## DATA TO USE
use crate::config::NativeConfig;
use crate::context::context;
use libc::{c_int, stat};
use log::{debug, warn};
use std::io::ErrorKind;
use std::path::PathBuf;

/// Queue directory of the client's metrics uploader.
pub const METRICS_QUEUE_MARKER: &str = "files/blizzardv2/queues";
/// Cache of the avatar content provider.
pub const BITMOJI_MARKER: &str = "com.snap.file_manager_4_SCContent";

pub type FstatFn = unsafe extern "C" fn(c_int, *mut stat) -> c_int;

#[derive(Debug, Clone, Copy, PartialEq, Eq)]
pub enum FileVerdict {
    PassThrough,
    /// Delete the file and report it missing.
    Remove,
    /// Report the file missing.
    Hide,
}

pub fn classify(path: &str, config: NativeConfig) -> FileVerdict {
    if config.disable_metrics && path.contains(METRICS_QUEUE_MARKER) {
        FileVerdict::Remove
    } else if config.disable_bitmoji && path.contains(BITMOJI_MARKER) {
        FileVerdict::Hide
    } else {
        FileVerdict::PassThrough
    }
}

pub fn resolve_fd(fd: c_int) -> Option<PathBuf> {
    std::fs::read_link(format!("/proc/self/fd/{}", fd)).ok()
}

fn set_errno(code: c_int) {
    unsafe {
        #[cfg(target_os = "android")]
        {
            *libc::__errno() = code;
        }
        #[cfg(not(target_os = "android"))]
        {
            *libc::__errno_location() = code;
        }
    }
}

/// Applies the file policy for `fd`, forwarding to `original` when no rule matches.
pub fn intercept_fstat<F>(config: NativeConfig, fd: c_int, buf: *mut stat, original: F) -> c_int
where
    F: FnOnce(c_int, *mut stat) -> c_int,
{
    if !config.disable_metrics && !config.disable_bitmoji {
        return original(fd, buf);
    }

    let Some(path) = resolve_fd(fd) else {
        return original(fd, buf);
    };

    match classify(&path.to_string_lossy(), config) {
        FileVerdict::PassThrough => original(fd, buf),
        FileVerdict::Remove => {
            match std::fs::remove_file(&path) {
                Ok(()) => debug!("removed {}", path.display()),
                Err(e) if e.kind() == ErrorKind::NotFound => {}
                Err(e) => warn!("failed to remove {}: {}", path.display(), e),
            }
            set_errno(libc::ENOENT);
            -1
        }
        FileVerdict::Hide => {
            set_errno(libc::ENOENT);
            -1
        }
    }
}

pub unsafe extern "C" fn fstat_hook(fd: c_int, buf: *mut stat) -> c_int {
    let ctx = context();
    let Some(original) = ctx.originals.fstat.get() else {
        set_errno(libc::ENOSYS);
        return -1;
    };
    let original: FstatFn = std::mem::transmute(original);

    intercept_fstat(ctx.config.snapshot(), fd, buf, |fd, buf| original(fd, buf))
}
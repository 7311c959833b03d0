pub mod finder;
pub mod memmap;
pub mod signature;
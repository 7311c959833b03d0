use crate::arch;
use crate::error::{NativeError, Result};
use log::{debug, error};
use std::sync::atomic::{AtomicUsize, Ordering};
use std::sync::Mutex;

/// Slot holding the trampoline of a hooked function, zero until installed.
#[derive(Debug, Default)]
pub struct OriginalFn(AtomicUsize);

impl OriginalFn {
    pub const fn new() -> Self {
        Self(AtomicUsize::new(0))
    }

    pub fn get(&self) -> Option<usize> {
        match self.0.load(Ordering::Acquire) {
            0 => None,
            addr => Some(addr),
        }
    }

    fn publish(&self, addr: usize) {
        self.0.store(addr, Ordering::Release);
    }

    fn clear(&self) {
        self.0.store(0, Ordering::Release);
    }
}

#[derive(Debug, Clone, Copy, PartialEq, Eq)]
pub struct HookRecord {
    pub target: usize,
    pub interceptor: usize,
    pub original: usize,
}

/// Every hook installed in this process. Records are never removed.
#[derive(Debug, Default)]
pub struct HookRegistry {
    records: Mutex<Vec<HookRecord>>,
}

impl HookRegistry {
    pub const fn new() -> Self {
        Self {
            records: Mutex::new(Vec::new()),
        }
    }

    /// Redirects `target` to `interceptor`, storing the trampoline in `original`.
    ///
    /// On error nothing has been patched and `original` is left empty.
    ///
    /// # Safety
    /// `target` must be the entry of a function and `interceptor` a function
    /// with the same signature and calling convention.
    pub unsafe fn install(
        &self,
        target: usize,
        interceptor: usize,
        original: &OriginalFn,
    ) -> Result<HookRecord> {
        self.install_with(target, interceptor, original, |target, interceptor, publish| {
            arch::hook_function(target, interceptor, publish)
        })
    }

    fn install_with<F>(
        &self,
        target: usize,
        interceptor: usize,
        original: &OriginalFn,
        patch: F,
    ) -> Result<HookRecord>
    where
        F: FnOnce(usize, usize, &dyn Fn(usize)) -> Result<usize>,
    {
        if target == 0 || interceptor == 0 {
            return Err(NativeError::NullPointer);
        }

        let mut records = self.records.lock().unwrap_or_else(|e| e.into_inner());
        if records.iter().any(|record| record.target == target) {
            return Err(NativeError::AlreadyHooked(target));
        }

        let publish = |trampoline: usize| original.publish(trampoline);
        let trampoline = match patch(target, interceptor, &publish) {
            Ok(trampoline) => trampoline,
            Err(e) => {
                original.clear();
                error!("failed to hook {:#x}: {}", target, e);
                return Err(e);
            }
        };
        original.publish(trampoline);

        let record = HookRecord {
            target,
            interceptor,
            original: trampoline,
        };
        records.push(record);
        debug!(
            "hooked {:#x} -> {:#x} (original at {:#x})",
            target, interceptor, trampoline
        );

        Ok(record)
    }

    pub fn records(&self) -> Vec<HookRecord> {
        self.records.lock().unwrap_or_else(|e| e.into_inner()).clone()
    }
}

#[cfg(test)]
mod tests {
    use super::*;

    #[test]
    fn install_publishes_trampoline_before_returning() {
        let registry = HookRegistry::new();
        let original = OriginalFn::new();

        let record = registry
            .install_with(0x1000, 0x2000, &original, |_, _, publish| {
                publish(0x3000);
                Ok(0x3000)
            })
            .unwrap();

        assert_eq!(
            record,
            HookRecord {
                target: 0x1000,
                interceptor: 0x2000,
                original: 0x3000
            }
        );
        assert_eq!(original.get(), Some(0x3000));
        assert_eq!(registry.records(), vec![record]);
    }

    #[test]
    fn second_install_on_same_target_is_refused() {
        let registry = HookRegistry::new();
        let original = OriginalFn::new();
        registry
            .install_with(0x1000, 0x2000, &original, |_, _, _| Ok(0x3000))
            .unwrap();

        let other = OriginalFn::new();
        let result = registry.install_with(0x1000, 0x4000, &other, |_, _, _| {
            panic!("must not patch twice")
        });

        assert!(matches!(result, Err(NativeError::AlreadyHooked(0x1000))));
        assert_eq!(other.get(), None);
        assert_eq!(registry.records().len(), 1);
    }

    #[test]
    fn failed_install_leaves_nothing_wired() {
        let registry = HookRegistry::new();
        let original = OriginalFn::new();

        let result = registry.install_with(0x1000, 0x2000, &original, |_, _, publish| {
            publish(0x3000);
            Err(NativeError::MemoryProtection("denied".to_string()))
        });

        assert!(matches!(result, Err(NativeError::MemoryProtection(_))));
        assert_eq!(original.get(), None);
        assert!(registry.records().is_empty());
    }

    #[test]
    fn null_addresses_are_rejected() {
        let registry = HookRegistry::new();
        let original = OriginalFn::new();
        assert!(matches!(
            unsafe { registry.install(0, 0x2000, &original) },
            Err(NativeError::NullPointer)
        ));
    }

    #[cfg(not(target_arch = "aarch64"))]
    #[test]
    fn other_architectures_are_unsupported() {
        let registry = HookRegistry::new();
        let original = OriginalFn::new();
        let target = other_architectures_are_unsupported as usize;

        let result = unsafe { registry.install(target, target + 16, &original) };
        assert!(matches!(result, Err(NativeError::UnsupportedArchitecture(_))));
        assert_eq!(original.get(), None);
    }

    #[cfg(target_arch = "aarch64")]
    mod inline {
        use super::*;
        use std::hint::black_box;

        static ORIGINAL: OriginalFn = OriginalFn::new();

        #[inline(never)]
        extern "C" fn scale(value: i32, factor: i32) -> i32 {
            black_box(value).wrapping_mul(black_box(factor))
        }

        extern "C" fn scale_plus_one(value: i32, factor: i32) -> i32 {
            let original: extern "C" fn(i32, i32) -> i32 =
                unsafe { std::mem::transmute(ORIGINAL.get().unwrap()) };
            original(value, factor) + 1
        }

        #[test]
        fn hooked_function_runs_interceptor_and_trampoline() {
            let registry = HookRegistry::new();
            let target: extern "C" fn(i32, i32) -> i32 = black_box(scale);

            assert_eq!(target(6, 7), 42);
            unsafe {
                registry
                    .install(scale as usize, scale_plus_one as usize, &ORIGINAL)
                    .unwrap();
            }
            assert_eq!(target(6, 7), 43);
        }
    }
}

## TASK PROMPT
Return all lines in the data that include the word "lock".

## REPLY TO THE EXERCISE
        let mut records = self.records.lock().unwrap_or_else(|e| e.into_inner());
        self.records.lock().unwrap_or_else(|e| e.into_inner()).clone()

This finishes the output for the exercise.